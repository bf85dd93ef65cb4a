use axum::Json;
use axum::http::StatusCode;
use axum::response::{IntoResponse, Response};
use serde::Serialize;
use thiserror::Error;

use crate::telemetry::{CORRELATION_ID_HEADER, CorrelationId, correlation_header_value};

#[derive(Debug, Error)]
pub enum AppErrorKind {
    #[error("bad request: {0}")]
    BadRequest(String),
    #[error("not found")]
    NotFound,
    #[error("unauthorized: {0}")]
    Unauthorized(String),
    #[error("forbidden: {0}")]
    Forbidden(String),
    #[error("conflict: {0}")]
    Conflict(String),
    #[error("rate limited: {0}")]
    RateLimited(String),
    #[error("backend unavailable: {0}")]
    Unavailable(String),
    #[error("unexpected error: {0}")]
    Internal(String),
}

#[derive(Debug, Error)]
#[error("{kind}")]
pub struct AppError {
    kind: AppErrorKind,
    correlation_id: Option<String>,
}

impl AppError {
    pub fn new(kind: AppErrorKind) -> Self {
        Self {
            kind,
            correlation_id: None,
        }
    }

    pub fn with_correlation(mut self, id: String) -> Self {
        self.correlation_id = Some(id);
        self
    }

    fn status(&self) -> StatusCode {
        match self.kind {
            AppErrorKind::BadRequest(_) => StatusCode::BAD_REQUEST,
            AppErrorKind::NotFound => StatusCode::NOT_FOUND,
            AppErrorKind::Unauthorized(_) => StatusCode::UNAUTHORIZED,
            AppErrorKind::Forbidden(_) => StatusCode::FORBIDDEN,
            AppErrorKind::Conflict(_) => StatusCode::CONFLICT,
            AppErrorKind::RateLimited(_) => StatusCode::TOO_MANY_REQUESTS,
            AppErrorKind::Unavailable(_) => StatusCode::SERVICE_UNAVAILABLE,
            AppErrorKind::Internal(_) => StatusCode::INTERNAL_SERVER_ERROR,
        }
    }

    pub fn bad_request<T: Into<String>>(message: T) -> Self {
        Self::new(AppErrorKind::BadRequest(message.into()))
    }

    pub fn unauthorized<T: Into<String>>(message: T) -> Self {
        Self::new(AppErrorKind::Unauthorized(message.into()))
    }

    pub fn forbidden<T: Into<String>>(message: T) -> Self {
        Self::new(AppErrorKind::Forbidden(message.into()))
    }
}

#[derive(Serialize)]
struct ErrorBody<'a> {
    error: &'a str,
    message: String,
    correlation_id: Option<&'a str>,
}

impl IntoResponse for AppError {
    fn into_response(self) -> Response {
        let status = self.status();
        let correlation = self.correlation_id.clone();
        let body = Json(ErrorBody {
            error: match &self.kind {
                AppErrorKind::BadRequest(_) => "bad_request",
                AppErrorKind::NotFound => "not_found",
                AppErrorKind::Unauthorized(_) => "unauthorized",
                AppErrorKind::Forbidden(_) => "forbidden",
                AppErrorKind::Conflict(_) => "conflict",
                AppErrorKind::RateLimited(_) => "rate_limited",
                AppErrorKind::Unavailable(_) => "unavailable",
                AppErrorKind::Internal(_) => "internal",
            },
            message: self.kind.to_string(),
            correlation_id: correlation.as_deref(),
        });

        let mut response = (status, body).into_response();
        if let Some(id) = correlation {
            response
                .headers_mut()
                .insert(CORRELATION_ID_HEADER, correlation_header_value(&id));
        }
        response
    }
}

impl From<keyrelay_core::Error> for AppError {
    fn from(value: keyrelay_core::Error) -> Self {
        use keyrelay_core::Error as CoreError;

        let kind = match value {
            CoreError::EmptyComponent { .. }
            | CoreError::InvalidCharacters { .. }
            | CoreError::EmptyPath => AppErrorKind::BadRequest(value.to_string()),
            CoreError::NotFound { .. } => AppErrorKind::NotFound,
            CoreError::Unauthorized { reason } => AppErrorKind::Forbidden(reason),
            CoreError::RateLimited(message) => AppErrorKind::RateLimited(message),
            CoreError::Unavailable(message) => AppErrorKind::Unavailable(message),
            CoreError::Conflict { expected, actual } => AppErrorKind::Conflict(format!(
                "expected version {expected}, found {actual}"
            )),
            CoreError::Config(message) | CoreError::Internal(message) => {
                AppErrorKind::Internal(message)
            }
        };
        AppError::new(kind)
    }
}

pub fn attach_correlation(err: AppError, correlation: &CorrelationId) -> AppError {
    err.with_correlation(correlation.0.clone())
}
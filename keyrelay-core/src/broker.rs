use crate::audit::{AuditEvent, AuditOutcome, AuditRecorder, AuditSink, TracingSink};
use crate::backend::SecretsBackend;
use crate::cache::{LeaseCache, Source};
use crate::errors::{Error, Result};
use crate::path::SecretPath;
use crate::policy::{PolicyGate, PolicySet};
use crate::types::{CallerIdentity, Capability, SecretValue};
use rand::Rng;
use std::collections::BTreeMap;
use std::future::Future;
use std::time::Duration;
use tracing::debug;

/// Tunables captured when building a [`Broker`].
#[derive(Debug, Clone)]
pub struct BrokerConfig {
    /// Cache TTL applied to values without a backend-reported lease.
    pub default_lease_ttl: Duration,
    /// Maximum number of cached entries retained.
    pub cache_capacity: usize,
    /// Upper bound on any single backend call.
    pub backend_timeout: Duration,
    /// Read retries after a transient failure; writes are never retried.
    pub max_read_retries: u32,
    /// Base backoff between read retries; a random jitter of up to the same
    /// amount is added.
    pub retry_backoff: Duration,
}

impl Default for BrokerConfig {
    fn default() -> Self {
        Self {
            default_lease_ttl: Duration::from_secs(300),
            cache_capacity: 256,
            backend_timeout: Duration::from_secs(10),
            max_read_retries: 1,
            retry_backoff: Duration::from_millis(50),
        }
    }
}

/// Builder for [`Broker`] instances.
///
/// All configuration arrives through explicit objects; the broker never
/// consults process environment.
#[derive(Default)]
pub struct BrokerBuilder {
    backend: Option<Box<dyn SecretsBackend>>,
    policy: Option<PolicySet>,
    audit_sink: Option<Box<dyn AuditSink>>,
    config: BrokerConfig,
}

impl BrokerBuilder {
    /// Set the backend adapter serving this broker.
    pub fn backend<B>(mut self, backend: B) -> Self
    where
        B: SecretsBackend + 'static,
    {
        self.backend = Some(Box::new(backend));
        self
    }

    /// Set an already-boxed backend adapter.
    pub fn boxed_backend(mut self, backend: Box<dyn SecretsBackend>) -> Self {
        self.backend = Some(backend);
        self
    }

    /// Set the policy rule set. Defaults to deny-everything.
    pub fn policy(mut self, policy: PolicySet) -> Self {
        self.policy = Some(policy);
        self
    }

    /// Set the audit sink. Defaults to structured log lines.
    pub fn audit_sink<S>(mut self, sink: S) -> Self
    where
        S: AuditSink + 'static,
    {
        self.audit_sink = Some(Box::new(sink));
        self
    }

    pub fn boxed_audit_sink(mut self, sink: Box<dyn AuditSink>) -> Self {
        self.audit_sink = Some(sink);
        self
    }

    pub fn default_lease_ttl(mut self, ttl: Duration) -> Self {
        self.config.default_lease_ttl = ttl;
        self
    }

    pub fn cache_capacity(mut self, capacity: usize) -> Self {
        self.config.cache_capacity = capacity.max(1);
        self
    }

    pub fn backend_timeout(mut self, timeout: Duration) -> Self {
        self.config.backend_timeout = timeout;
        self
    }

    pub fn max_read_retries(mut self, retries: u32) -> Self {
        self.config.max_read_retries = retries;
        self
    }

    pub fn retry_backoff(mut self, backoff: Duration) -> Self {
        self.config.retry_backoff = backoff;
        self
    }

    pub fn build(self) -> Result<Broker> {
        let backend = self
            .backend
            .ok_or_else(|| Error::Config("a backend adapter is required".into()))?;
        let backend_name = backend.name().to_string();
        let cache = LeaseCache::new(self.config.cache_capacity, self.config.default_lease_ttl);
        let policy = PolicyGate::new(self.policy.unwrap_or_default());
        let audit = AuditRecorder::new(
            self.audit_sink
                .unwrap_or_else(|| Box::new(TracingSink)),
        );

        Ok(Broker {
            backend,
            backend_name,
            cache,
            policy,
            audit,
            config: self.config,
        })
    }
}

/// The public façade: policy gate, lease cache, backend adapter, and audit
/// sink composed into one pipeline.
///
/// Every operation runs `authorize → cache/backend → audit → return`; a
/// denial is audited and returned without contacting the backend, and any
/// failure after authorization is audited with its error kind. Each value
/// handed to a caller has passed exactly one policy check and produced
/// exactly one audit event, in that order.
pub struct Broker {
    backend: Box<dyn SecretsBackend>,
    backend_name: String,
    cache: LeaseCache,
    policy: PolicyGate,
    audit: AuditRecorder,
    config: BrokerConfig,
}

impl std::fmt::Debug for Broker {
    fn fmt(&self, f: &mut std::fmt::Formatter<'_>) -> std::fmt::Result {
        f.debug_struct("Broker")
            .field("backend_name", &self.backend_name)
            .field("config", &self.config)
            .finish_non_exhaustive()
    }
}

impl Broker {
    pub fn builder() -> BrokerBuilder {
        BrokerBuilder::default()
    }

    /// Read a secret, serving from the lease cache when possible.
    pub async fn get(&self, caller: &CallerIdentity, path: &SecretPath) -> Result<SecretValue> {
        self.authorize(caller, path, Capability::Read)?;

        let outcome = self
            .cache
            .get_or_fetch(path, || self.fetch_fresh(path))
            .await;
        match outcome {
            Ok((value, source)) => {
                self.record(caller, path, Capability::Read, AuditOutcome::Granted {
                    cache_hit: source == Source::CacheHit,
                });
                Ok(value)
            }
            Err(err) => {
                self.record(caller, path, Capability::Read, AuditOutcome::Failed {
                    kind: err.kind(),
                });
                Err(err)
            }
        }
    }

    /// Write a new version. With `expected_version` the write is
    /// compare-and-set. Never retried.
    pub async fn put(
        &self,
        caller: &CallerIdentity,
        path: &SecretPath,
        fields: BTreeMap<String, String>,
        expected_version: Option<u64>,
    ) -> Result<u64> {
        self.authorize(caller, path, Capability::Write)?;

        let result = self
            .with_timeout(self.backend.store(path, fields, expected_version))
            .await;
        match result {
            Ok(version) => {
                self.cache.invalidate(path);
                self.record(caller, path, Capability::Write, AuditOutcome::Granted {
                    cache_hit: false,
                });
                Ok(version)
            }
            Err(err) => {
                self.record(caller, path, Capability::Write, AuditOutcome::Failed {
                    kind: err.kind(),
                });
                Err(err)
            }
        }
    }

    /// Rotate the secret's material. Invalidates the cache entry on success.
    /// Never retried.
    pub async fn rotate(&self, caller: &CallerIdentity, path: &SecretPath) -> Result<SecretValue> {
        self.authorize(caller, path, Capability::Rotate)?;

        let result = self.with_timeout(self.backend.rotate(path)).await;
        match result {
            Ok(value) => {
                self.cache.invalidate(path);
                self.record(caller, path, Capability::Rotate, AuditOutcome::Granted {
                    cache_hit: false,
                });
                Ok(value)
            }
            Err(err) => {
                self.record(caller, path, Capability::Rotate, AuditOutcome::Failed {
                    kind: err.kind(),
                });
                Err(err)
            }
        }
    }

    /// Delete the secret. Governed by the `write` capability.
    pub async fn delete(&self, caller: &CallerIdentity, path: &SecretPath) -> Result<()> {
        self.authorize(caller, path, Capability::Write)?;

        let result = self.with_timeout(self.backend.delete(path)).await;
        match result {
            Ok(()) => {
                self.cache.invalidate(path);
                self.record(caller, path, Capability::Write, AuditOutcome::Granted {
                    cache_hit: false,
                });
                Ok(())
            }
            Err(err) => {
                self.record(caller, path, Capability::Write, AuditOutcome::Failed {
                    kind: err.kind(),
                });
                Err(err)
            }
        }
    }

    /// Replace the active policy rule set.
    pub fn replace_policy(&self, rules: PolicySet) {
        self.policy.replace(rules);
    }

    /// Number of audit events the sink failed to persist.
    pub fn audit_dropped(&self) -> u64 {
        self.audit.dropped()
    }

    /// Label of the backend serving this broker.
    pub fn backend_name(&self) -> &str {
        &self.backend_name
    }

    /// Flush the audit sink and release backend connections.
    pub fn close(self) {
        if let Err(err) = self.audit.flush() {
            tracing::warn!(error = %err, "failed to flush audit sink on close");
        }
    }

    fn authorize(
        &self,
        caller: &CallerIdentity,
        path: &SecretPath,
        capability: Capability,
    ) -> Result<()> {
        if let Err(denial) = self.policy.authorize(caller, path, capability) {
            let reason = denial.into_reason();
            self.record(caller, path, capability, AuditOutcome::Denied {
                reason: reason.clone(),
            });
            return Err(Error::Unauthorized { reason });
        }
        Ok(())
    }

    async fn fetch_fresh(&self, path: &SecretPath) -> Result<SecretValue> {
        let mut attempt = 0u32;
        loop {
            let result = self.with_timeout(self.backend.fetch(path)).await;
            match result {
                Ok(Some(value)) => return Ok(value),
                Ok(None) => {
                    return Err(Error::NotFound {
                        path: path.to_string(),
                    });
                }
                Err(err) if err.is_retryable() && attempt < self.config.max_read_retries => {
                    attempt += 1;
                    let backoff = self.jittered_backoff();
                    debug!(
                        %path,
                        attempt,
                        backoff_ms = backoff.as_millis() as u64,
                        error = %err,
                        "retrying backend fetch"
                    );
                    tokio::time::sleep(backoff).await;
                }
                Err(err) => return Err(err),
            }
        }
    }

    async fn with_timeout<T>(&self, call: impl Future<Output = Result<T>>) -> Result<T> {
        match tokio::time::timeout(self.config.backend_timeout, call).await {
            Ok(result) => result,
            Err(_) => Err(Error::Unavailable(format!(
                "backend call exceeded {}ms",
                self.config.backend_timeout.as_millis()
            ))),
        }
    }

    fn jittered_backoff(&self) -> Duration {
        let base = self.config.retry_backoff;
        let jitter_ms = rand::rng().random_range(0..=base.as_millis() as u64);
        base + Duration::from_millis(jitter_ms)
    }

    fn record(
        &self,
        caller: &CallerIdentity,
        path: &SecretPath,
        capability: Capability,
        outcome: AuditOutcome,
    ) {
        self.audit.record(AuditEvent::new(
            caller,
            path,
            capability,
            outcome,
            &self.backend_name,
        ));
    }
}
====================
### Instructions to follow:
Scan the listing for "Json" and copy out each line that has it.

### Output for this exercise:
use axum::Json;
        let body = Json(ErrorBody {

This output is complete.